Leetcode #914: X of a Kind in a Deck of Cards
In this guide, we solve Leetcode #914 X of a Kind in a Deck of Cards in Python and focus on the core idea that makes the solution efficient.
You will see the intuition, the step-by-step method, and a clean Python implementation you can use in interviews.
Problem Statement
You are given an integer array deck where deck[i] represents the number written on the ith card. Partition the cards into one or more groups such that: Each group has exactly x cards where x > 1, and All the cards in one group have the same integer written on them.
Quick Facts
- Difficulty: Easy
- Premium: No
- Tags: Array, Hash Table, Math, Counting, Number Theory
Intuition
Fast membership checks and value lookups are the heart of this problem, which makes a hash map the natural choice.
By storing what we have already seen (or counts/indexes), we can answer the question in one pass without backtracking.
Approach
Scan the input once, using the map to detect when the condition is satisfied and to update state as you go.
This keeps the solution linear while remaining easy to explain in an interview setting.
Steps:
- Initialize a hash map for seen items or counts.
- Iterate through the input, querying/updating the map.

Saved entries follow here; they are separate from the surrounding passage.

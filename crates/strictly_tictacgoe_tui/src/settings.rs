//! Game settings: defaults, TOML file, and command-line overrides.

use crate::cli::Cli;
use derive_getters::Getters;
use derive_more::{Display, Error};
use serde::{Deserialize, Serialize};
use std::path::{Path, PathBuf};
use tracing::{debug, instrument};

/// Resolved settings for one run.
#[derive(Debug, Clone, PartialEq, Eq, Getters, Serialize, Deserialize)]
pub struct Settings {
    /// Grid size. Validated when the game is created.
    #[serde(default = "default_size")]
    size: i64,

    /// Where log output goes.
    #[serde(default = "default_log_file")]
    log_file: PathBuf,
}

fn default_size() -> i64 {
    3
}

fn default_log_file() -> PathBuf {
    PathBuf::from("tictacgoe.log")
}

impl Default for Settings {
    fn default() -> Self {
        Self {
            size: default_size(),
            log_file: default_log_file(),
        }
    }
}

impl Settings {
    /// Loads settings from a TOML file. Missing keys take their defaults.
    #[instrument(skip(path), fields(path = %path.as_ref().display()))]
    pub fn from_file(path: impl AsRef<Path>) -> Result<Self, ConfigError> {
        let content = std::fs::read_to_string(path.as_ref()).map_err(|e| {
            ConfigError::new(format!("Failed to read settings file: {}", e))
        })?;

        let settings: Self = toml::from_str(&content)
            .map_err(|e| ConfigError::new(format!("Failed to parse settings: {}", e)))?;

        debug!(size = settings.size, "Settings loaded from file");
        Ok(settings)
    }

    /// Resolves settings: command-line flags beat the settings file, which
    /// beats the defaults.
    #[instrument(skip(cli))]
    pub fn resolve(cli: &Cli) -> Result<Self, ConfigError> {
        let mut settings = match &cli.config {
            Some(path) => Self::from_file(path)?,
            None => Self::default(),
        };

        if let Some(size) = cli.size {
            settings.size = size;
        }
        if let Some(log_file) = &cli.log_file {
            settings.log_file = log_file.clone();
        }

        Ok(settings)
    }
}

/// Settings error.
#[derive(Debug, Clone, Display, Error)]
#[display("Config error: {} at {}:{}", message, file, line)]
pub struct ConfigError {
    /// Error message.
    pub message: String,
    /// Line number where error occurred.
    pub line: u32,
    /// Source file where error occurred.
    pub file: &'static str,
}

impl ConfigError {
    /// Creates a new configuration error.
    #[track_caller]
    #[instrument(skip(message))]
    pub fn new(message: String) -> Self {
        let loc = std::panic::Location::caller();
        Self {
            message,
            line: loc.line(),
            file: loc.file(),
        }
    }
}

- Return the first valid result or the final computed value.
Example
Input: deck = [1,2,3,4,4,3,2,1]
Output: true
Explanation: Possible partition [1,1],[2,2],[3,3],[4,4].
Python Solution
class Solution:
def hasGroupsSizeX(self, deck: List[int]) -> bool:
cnt = Counter(deck)
return reduce(gcd, cnt.values()) >= 2
Complexity
The time complexity is , and the space complexity is . The space complexity is .
Edge Cases and Pitfalls
Watch for boundary values, empty inputs, and duplicate values where applicable. If the problem involves ordering or constraints, confirm the invariant is preserved at every step.
Summary
This Python solution focuses on the essential structure of the problem and keeps the implementation interview-friendly while meeting the constraints.